There's also ram. Ryzen work best on a 1:1:1 ratio with fclock, mclock and uclock, all of which are set by ram data rate, and usually max out at 1800-1900. Combine that with lower timings, 3200/14, 3600/16 and lower secondary timings, and performance is again increased, regardless of boost clocks. Which Intel doesn't really benefit from, but some software does.

Intel and Amd are apples and oranges, they really don't take well to direct comparison, which is why pro reviews take them at stock value, with identical ram, same type motherboard etc. All to try and balance results.

But even gamersnexus admitted that results can be screwed just by what's tested. Using 4x8Gb vs 2x8Gb ram resulted in no difference for Intel, but 6-10% difference in AMD, even when all other settings were the same.

Those reviews are a tool, not Gospel. They simply say "with these parameters, this is what results we got" but ultimately it's on the user/buyer to decide which is better value, better anything.

I don't ever recommend BCLK adjustments. It is intimately tied to ram speeds, storage transmission speeds, data rates, usb/pcie stability, gpu etc. Messing with it can all to easily take a good pc and make it highly unstable.


Funny you say that, considering how people here tend to look at any benchmark out there and go off about even the smallest differences. I also never stated that BCLK OC is recommendable, just that it exists. But then, the same can be said about regular OC. Not as if that's a fool proof endeavor that cannot break your chip.
 

Karadjgne

Titan
Ambassador
Funny you say that, considering how people here tend to look at any benchmark out there and go off about even the smallest differences.
I really dislike benchmarks for the most part. 'oh, Intel gets 4 more fps, it's the new king of gaming'. Load of BS. Call it what it is, basically the same thing. To me, it only matters where it stands, in what company does it hang with, not the exact numbers.
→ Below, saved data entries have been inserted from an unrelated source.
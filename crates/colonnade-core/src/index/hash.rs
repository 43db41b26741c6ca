use crate::{
    column::Columns,
    error::InternalError,
    index::RowId,
    key::IndexKey,
    obs::{self, MetricsEvent},
    value::Value,
};
use std::collections::HashMap;

///
/// HashIndex
///
/// Unique hash index over one or more columns: forward `key → row` plus
/// reverse `row → key`, so an update can retract the row's stale key before
/// inserting the fresh one. A key colliding with a different row is a
/// duplicate-key conflict; after that failure the index must be considered
/// invalid until the offending row is removed or the index rebuilt.
///

#[derive(Debug)]
pub struct HashIndex {
    name: String,
    columns: Vec<String>,
    forward: HashMap<IndexKey, RowId>,
    reverse: HashMap<RowId, IndexKey>,
}

impl HashIndex {
    #[must_use]
    pub(crate) fn new(name: impl Into<String>, columns: Vec<String>) -> Self {
        Self {
            name: name.into(),
            columns,
            forward: HashMap::new(),
            reverse: HashMap::new(),
        }
    }

    #[must_use]
    pub fn name(&self) -> &str {
        &self.name
    }

    #[must_use]
    pub fn columns(&self) -> &[String] {
        &self.columns
    }

    /// Distinct keys currently stored.
    #[must_use]
    pub fn len(&self) -> usize {
        self.forward.len()
    }

    #[must_use]
    pub fn is_empty(&self) -> bool {
        self.forward.is_empty()
    }

    /// Retract the row's previous key (if any) and insert its current one.
    pub(crate) fn update(&mut self, columns: &Columns, row: RowId) -> Result<(), InternalError> {
        let key = self.key_for(columns, row)?;

        let mut removes = 0;
        if let Some(stale) = self.reverse.remove(&row) {
            self.forward.remove(&stale);
            removes = 1;
        }

        if let Some(&existing) = self.forward.get(&key) {
            obs::record(MetricsEvent::UniqueViolation { index: &self.name });
            return Err(InternalError::index_conflict(
                &self.name,
                format!("key {key} already maps to row {existing}"),
            ));
        }

        self.forward.insert(key.clone(), row);
        self.reverse.insert(row, key);
        obs::record(MetricsEvent::IndexDelta {
            index: &self.name,
            inserts: 1,
            removes,
        });

        Ok(())
    }

    /// Delete both directions of the row's mapping; a row the index never
    /// saw is a no-op.
    pub(crate) fn remove(&mut self, row: RowId) {
        if let Some(key) = self.reverse.remove(&row) {
            self.forward.remove(&key);
            obs::record(MetricsEvent::IndexDelta {
                index: &self.name,
                inserts: 0,
                removes: 1,
            });
        }
    }

    /// Point lookup; `None` when the key is absent.
    pub fn find(&self, keys: &[Value]) -> Result<Option<RowId>, InternalError> {
        if keys.len() != self.columns.len() {
            return Err(InternalError::index_arity_mismatch(
                &self.name,
                self.columns.len(),
                keys.len(),
            ));
        }

        Ok(self.forward.get(&IndexKey::from(keys)).copied())
    }

    pub(crate) fn clear(&mut self) {
        self.forward.clear();
        self.reverse.clear();
    }

    fn key_for(&self, columns: &Columns, row: RowId) -> Result<IndexKey, InternalError> {
        let mut values = Vec::with_capacity(self.columns.len());
        for column in &self.columns {
            values.push(columns.value(column, row)?.clone());
        }

        Ok(IndexKey::new(values))
    }
}
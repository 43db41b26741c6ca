use super::Value;
use std::cmp::Ordering;

/// Stable canonical rank used for cross-variant ordering.
///
/// Columns are typed, so same-column comparisons are always same-variant;
/// the rank only decides placement when heterogeneous values meet (key
/// components from different columns, trie child ordering in diagnostics).
pub(crate) const fn canonical_rank(value: &Value) -> u8 {
    match value {
        Value::Bool(_) => 0,
        Value::Float(_) => 1,
        Value::Int(_) => 2,
        Value::Na => 3,
        Value::Text(_) => 4,
    }
}

/// Total canonical comparator: natural order within a variant, rank order
/// across variants. `Int` and `Float` are NOT numerically coerced; equality
/// and ordering are strict per variant.
pub(crate) fn canonical_cmp(left: &Value, right: &Value) -> Ordering {
    match (left, right) {
        (Value::Bool(a), Value::Bool(b)) => a.cmp(b),
        (Value::Float(a), Value::Float(b)) => a.cmp(b),
        (Value::Int(a), Value::Int(b)) => a.cmp(b),
        (Value::Na, Value::Na) => Ordering::Equal,
        (Value::Text(a), Value::Text(b)) => a.cmp(b),

        _ => canonical_rank(left).cmp(&canonical_rank(right)),
    }
}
To me, the 12400 is plug and play, enable xmp and you are done messing with it. The 5600x can be tweaked half a dozen different ways, need to do some homework on ram types, speeds, kits etc. To me, that's where half the fun of OC used to be, the personal challenge. Not the benchmark numbers getting an extra 3-6%.

To me, they perform so similarly, there's no real difference. The only real differences are the total price of the platform and which is better value, better optioned, more fun to play with. etc.